Gilbert était un enfant comme les autres.
À quel âge remarqua-t-il l’absence d’un père ?
À l’école maternelle, cette particularité ne l’affecta pas, sa mère comblant tous ses besoins d’affection. Ce n’est qu’en rentrant à l’école primaire, en parlant avec d’autres enfants qu’il prit vraiment conscience de cette absence. Un jour, ayant posé une question à ce sujet, sa mère le fit asseoir et le regardant droit dans les yeux lui expliqua la situation.
- Gilbert, tu as un père, mais il est mort !
L’enfant se mit à pleurer, la mort étant pour lui une chose mystérieuse, assimilée seulement au souvenir d’un chat écrasé sur une route et à la disparition d’une vieille dame dans la maison d’à côté.
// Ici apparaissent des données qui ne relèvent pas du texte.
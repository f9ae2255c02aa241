//! Shared world state for claim and release BDD scenarios.

use std::sync::Arc;

use claimant::claim::{
    adapters::{
        git::PrefixedBranchNamer,
        memory::{InMemoryIssueTracker, StaticIdentity},
    },
    config::WorkflowConfig,
    domain::{ClaimOutcome, Issue, IssueReference, WorkflowOutcome},
    services::{ClaimService, ReleaseService, VerificationService, WorkflowError},
};
use rstest::fixture;

/// Claim service type used by the BDD world.
pub type TestClaimService =
    ClaimService<InMemoryIssueTracker, StaticIdentity, PrefixedBranchNamer>;

/// Scenario world for claim and release behaviour tests.
pub struct ClaimWorld {
    pub tracker: InMemoryIssueTracker,
    pub verification: VerificationService<InMemoryIssueTracker>,
    pub claim: TestClaimService,
    pub release: ReleaseService<InMemoryIssueTracker>,
    pub last_claim_result: Option<Result<ClaimOutcome, WorkflowError>>,
    pub last_release_result: Option<Result<WorkflowOutcome, WorkflowError>>,
    pub last_verify_result: Option<Result<Vec<Issue>, WorkflowError>>,
}

impl ClaimWorld {
    /// Creates a world over an empty tracker with default configuration.
    ///
    /// # Panics
    ///
    /// Panics if the default configuration is rejected.
    #[must_use]
    pub fn new() -> Self {
        let tracker = InMemoryIssueTracker::new();
        let shared = Arc::new(tracker.clone());
        let config = WorkflowConfig::default();
        Self {
            verification: VerificationService::new(Arc::clone(&shared), config.clone())
                .expect("default config is valid"),
            claim: ClaimService::new(
                Arc::clone(&shared),
                Arc::new(StaticIdentity::unconfigured()),
                Arc::new(PrefixedBranchNamer::default()),
                config.clone(),
            )
            .expect("default config is valid"),
            release: ReleaseService::new(shared, config).expect("default config is valid"),
            tracker,
            last_claim_result: None,
            last_release_result: None,
            last_verify_result: None,
        }
    }
}

impl Default for ClaimWorld {
    fn default() -> Self {
        Self::new()
    }
}

/// Fixture that creates a new scenario world.
#[fixture]
pub fn world() -> ClaimWorld {
    ClaimWorld::default()
}

/// Parses an issue identifier captured from a step.
///
/// # Errors
///
/// Returns an error when `raw` is not `org/repo/number`.
pub fn parse_issue(raw: &str) -> Result<IssueReference, eyre::Report> {
    IssueReference::parse(raw).map_err(|err| eyre::eyre!("invalid issue {raw}: {err}"))
}

/// Fetches a stored issue from the tracker.
///
/// # Errors
///
/// Returns an error when the issue is not stored.
pub fn stored_issue(world: &ClaimWorld, raw: &str) -> Result<Issue, eyre::Report> {
    let reference = parse_issue(raw)?;
    world
        .tracker
        .issue(&reference)
        .ok_or_else(|| eyre::eyre!("issue {raw} missing from tracker"))
}

/// Runs an async operation within sync step definitions.
pub fn run_async<T>(future: impl std::future::Future<Output = T>) -> T {
    tokio::task::block_in_place(|| tokio::runtime::Handle::current().block_on(future))
}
Ainsi le portrait de l’homme qui trônait, en bonne place, sur un buffet du salon était celui de son père !
Sa mère le prit dans ses bras et lui expliqua qu’il ne fallait pas pleurer : certes son père était mort, mais il était au ciel près du Bon Dieu et veillait sur lui. De plus c’était un héros mort pour la France.
Cette explication lui convint.
À partir de cet instant, la photo du salon prit une nouvelle dimension. Ce n’était plus l’image d’un inconnu, mais celle d’un être d’exception et lui, Gilbert était le fils d’un tel homme.
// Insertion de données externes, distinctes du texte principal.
//! Integration tests for the `cale` binary.
//!
//! These tests use `assert_cmd` and `predicates` to run the real binary. The
//! end-to-end cases point it at a wiremock server through a temporary config
//! file. `HOME` is redirected so a developer's `~/.env` never leaks in.

// `Command::cargo_bin` was deprecated in assert_cmd 2.1.2 in favor of
// `cargo::cargo_bin_cmd!`. Allow it until we migrate.
#![allow(deprecated)]

use std::path::Path;

use assert_cmd::Command;
use assert_cmd::assert::OutputAssertExt;
use predicates::prelude::*;
use serde_json::json;
use tempfile::TempDir;
use wiremock::matchers::{method, path, query_param};
use wiremock::{Mock, MockServer, ResponseTemplate};

/// Helper: the binary with an isolated environment.
fn cale(home: &Path) -> Command {
    let mut cmd = Command::cargo_bin("cale").unwrap();
    cmd.env("HOME", home)
        .env("XDG_CONFIG_HOME", home.join(".config"))
        .env_remove("CALENDLY_API_KEY")
        .env_remove("CALE_CONFIG")
        .env_remove("RUST_LOG");
    cmd
}

/// Helper: writes a config file pointing both base URLs at `base`.
fn write_config(dir: &Path, base: &str, extra: &str) -> std::path::PathBuf {
    let path = dir.join("config.toml");
    let content = format!(
        "[calendly]\n\
         api_key = \"test-token\"\n\
         user_uri = \"{base}/users/USER1\"\n\
         api_base = \"{base}\"\n\
         booking_base = \"{base}\"\n\
         timeout = 5\n\
         {extra}"
    );
    std::fs::write(&path, content).unwrap();
    path
}

// ─────────────────────────────────────────────────────────────────────────────
// Argument handling
// ─────────────────────────────────────────────────────────────────────────────

#[test]
fn url_argument_is_rejected() {
    let home = TempDir::new().unwrap();
    cale(home.path())
        .arg("https://calendly.com/jane/30min")
        .assert()
        .failure()
        .stdout(predicate::str::is_empty())
        .stderr(predicate::str::contains("error: URL argument not implemented yet"));
}

#[test]
fn missing_slug_fails() {
    let home = TempDir::new().unwrap();
    cale(home.path())
        .assert()
        .failure()
        .stderr(predicate::str::contains("missing event type slug"));
}

#[test]
fn bad_start_by_fails_before_any_request() {
    let home = TempDir::new().unwrap();
    // No token is configured: the time error must win.
    cale(home.path())
        .args(["30min", "--start-by", "25 PM"])
        .assert()
        .failure()
        .stderr(predicate::str::contains("could not parse time: 25 PM"));
}

#[test]
fn missing_token_is_config_error() {
    let home = TempDir::new().unwrap();
    cale(home.path())
        .arg("30min")
        .assert()
        .failure()
        .stderr(predicate::str::contains("configuration error"))
        .stderr(predicate::str::contains("CALENDLY_API_KEY"));
}

#[test]
fn token_from_dotenv_is_used() {
    let home = TempDir::new().unwrap();
    std::fs::write(home.path().join(".env"), "CALENDLY_API_KEY=from-dotenv\n").unwrap();

    // The token is found; the next failure is reaching the (closed) server.
    let config = write_config(home.path(), "http://127.0.0.1:9", "");
    let without_key = std::fs::read_to_string(&config)
        .unwrap()
        .replace("api_key = \"test-token\"\n", "");
    std::fs::write(&config, without_key).unwrap();

    cale(home.path())
        .arg("--config")
        .arg(&config)
        .arg("30min")
        .assert()
        .failure()
        .stderr(predicate::str::contains("configuration error").not())
        .stderr(predicate::str::contains("network_error"));
}

#[test]
fn rust_log_from_dotenv_enables_logging() {
    let home = TempDir::new().unwrap();
    std::fs::write(home.path().join(".env"), "RUST_LOG=cale_client=debug\n").unwrap();
    let config = write_config(home.path(), "https://api.calendly.com", "");

    cale(home.path())
        .arg("--config")
        .arg(&config)
        .args(["config", "validate"])
        .assert()
        .success()
        .stderr(predicate::str::contains("loaded config from"));
}

#[test]
fn quiet_without_rust_log() {
    let home = TempDir::new().unwrap();
    let config = write_config(home.path(), "https://api.calendly.com", "");

    cale(home.path())
        .arg("--config")
        .arg(&config)
        .args(["config", "validate"])
        .assert()
        .success()
        .stderr(predicate::str::is_empty());
}

// ─────────────────────────────────────────────────────────────────────────────
// Config subcommand
// ─────────────────────────────────────────────────────────────────────────────

#[test]
fn config_path_prints_explicit_path() {
    let home = TempDir::new().unwrap();
    let config = home.path().join("custom.toml");
    cale(home.path())
        .arg("--config")
        .arg(&config)
        .args(["config", "path"])
        .assert()
        .success()
        .stdout(predicate::str::contains("custom.toml"));
}

#[test]
fn config_path_defaults_to_config_dir() {
    let home = TempDir::new().unwrap();
    cale(home.path())
        .args(["config", "path"])
        .assert()
        .success()
        .stdout(predicate::str::contains("cale"))
        .stdout(predicate::str::contains("config.toml"));
}

#[test]
fn config_validate_accepts_good_file() {
    let home = TempDir::new().unwrap();
    let config = write_config(home.path(), "https://api.calendly.com", "[filters]\nstart_by = \"5 PM\"\n");
    cale(home.path())
        .arg("--config")
        .arg(&config)
        .args(["config", "validate"])
        .assert()
        .success()
        .stdout(predicate::str::contains("Configuration is valid."));
}

#[test]
fn config_validate_rejects_bad_cutoff() {
    let home = TempDir::new().unwrap();
    let config = write_config(home.path(), "https://api.calendly.com", "[filters]\nend_by = \"noonish\"\n");
    cale(home.path())
        .arg("--config")
        .arg(&config)
        .args(["config", "validate"])
        .assert()
        .failure()
        .stderr(predicate::str::contains("could not parse time: noonish"));
}

#[test]
fn config_dump_masks_plain_token() {
    let home = TempDir::new().unwrap();
    let config = write_config(home.path(), "https://api.calendly.com", "");
    cale(home.path())
        .arg("--config")
        .arg(&config)
        .args(["config", "dump"])
        .assert()
        .success()
        .stdout(predicate::str::contains("[calendly]"))
        .stdout(predicate::str::contains("<redacted>"))
        .stdout(predicate::str::contains("test-token").not());
}

// ─────────────────────────────────────────────────────────────────────────────
// End to end against a mock Calendly
// ─────────────────────────────────────────────────────────────────────────────

async fn mount_calendly(server: &MockServer) {
    Mock::given(method("GET"))
        .and(path("/event_types"))
        .and(query_param("user", format!("{}/users/USER1", server.uri())))
        .respond_with(ResponseTemplate::new(200).set_body_json(json!({
            "collection": [
                { "uri": "https://api.calendly.com/event_types/ET30", "slug": "30min", "duration": 30 }
            ],
            "pagination": { "next_page": null }
        })))
        .mount(server)
        .await;

    Mock::given(method("GET"))
        .and(path("/api/booking/event_types/ET30/calendar/range"))
        .and(query_param("diagnostics", "false"))
        .respond_with(ResponseTemplate::new(200).set_body_json(json!({
            "days": [
                {
                    "date": "2025-03-03",
                    "status": "available",
                    "spots": [
                        { "status": "available", "start_time": "2025-03-03T09:00:00-05:00" },
                        { "status": "available", "start_time": "2025-03-03T09:30:00-05:00" },
                        { "status": "available", "start_time": "2025-03-03T16:30:00-05:00" }
                    ]
                },
                {
                    "date": "2025-03-08",
                    "status": "available",
                    "spots": [
                        { "status": "available", "start_time": "2025-03-08T10:00:00-05:00" }
                    ]
                }
            ]
        })))
        .mount(server)
        .await;
}

#[tokio::test(flavor = "multi_thread")]
async fn prints_merged_schedule() {
    let server = MockServer::start().await;
    mount_calendly(&server).await;

    let home = TempDir::new().unwrap();
    let config = write_config(home.path(), &server.uri(), "");

    let output = tokio::task::spawn_blocking(move || {
        cale(home.path())
            .arg("--config")
            .arg(&config)
            .arg("30min")
            .output()
            .unwrap()
    })
    .await
    .unwrap();

    output.assert().success().stdout(
        "Mon 03 Mar\tbetween 9:00 AM and 10:00 AM\n\
         Mon 03 Mar\t4:30 PM\n\
         Sat 08 Mar\t10:00 AM\n",
    );
}

#[tokio::test(flavor = "multi_thread")]
async fn flags_filter_the_schedule() {
    let server = MockServer::start().await;
    mount_calendly(&server).await;

    let home = TempDir::new().unwrap();
    let config = write_config(home.path(), &server.uri(), "");

    let output = tokio::task::spawn_blocking(move || {
        cale(home.path())
            .arg("--config")
            .arg(&config)
            .args(["30min", "-w", "-e", "4:45 PM"])
            .output()
            .unwrap()
    })
    .await
    .unwrap();

    output
        .assert()
        .success()
        .stdout("Mon 03 Mar\tbetween 9:00 AM and 10:00 AM\n");
}

#[tokio::test(flavor = "multi_thread")]
async fn unknown_slug_fails_without_output() {
    let server = MockServer::start().await;
    mount_calendly(&server).await;

    let home = TempDir::new().unwrap();
    let config = write_config(home.path(), &server.uri(), "");

    let output = tokio::task::spawn_blocking(move || {
        cale(home.path())
            .arg("--config")
            .arg(&config)
            .arg("2h")
            .output()
            .unwrap()
    })
    .await
    .unwrap();

    output
        .assert()
        .failure()
        .stdout(predicate::str::is_empty())
        .stderr(predicate::str::contains("error: slug not found: 2h"));
}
Il s’appelait Jacques Lefèvre, il était pilote de chasse, mort en Bosnie aux commandes de son appareil.
D’une boîte, la mère sortit pieusement une médaille qu’elle posa dans les mains de Gilbert. Qu’elle était belle ! L’enfant était ému. Son émotion fut à son comble quand sa mère sortit une photo du héros devant un Rafale.
Le garçon grandit et sa mère bâtit un véritable mythe autour de son père.
Dans la cour il racontait fièrement à ses camarades médusés, les exploits de l’aviateur mort au combat. Alors qu’autrefois il les jalousait d’avoir un père, maintenant il les plaignait d’avoir des pères aussi communs.
Plus il grandissait, plus l’importance de ce père mythique croissait dans son esprit. Il voulait toujours en savoir plus sur Jacques Lefèvre. Celui-ci, brillant étudiant, il avait intégré une école d’ingénieurs aéronautiques pour devenir ensuite pilote de chasse.
Gilbert n’avait qu’une seule ambition : être à la hauteur de cet homme exceptionnel. À l’école primaire, au collège puis au lycée il était toujours dans les premiers. Son père devait être fier de son fils qui ne devait jamais le décevoir. Devenu adolescent, il prit conscience des sacrifices de sa mère pour l’élever et lui faire poursuivre des études. Elle faisait des ménages dans les locaux de plusieurs sociétés. Elle partait très tôt le matin pour un salaire de misère. Gilbert allait remplacer ce père disparu et soutenir cette mère exemplaire.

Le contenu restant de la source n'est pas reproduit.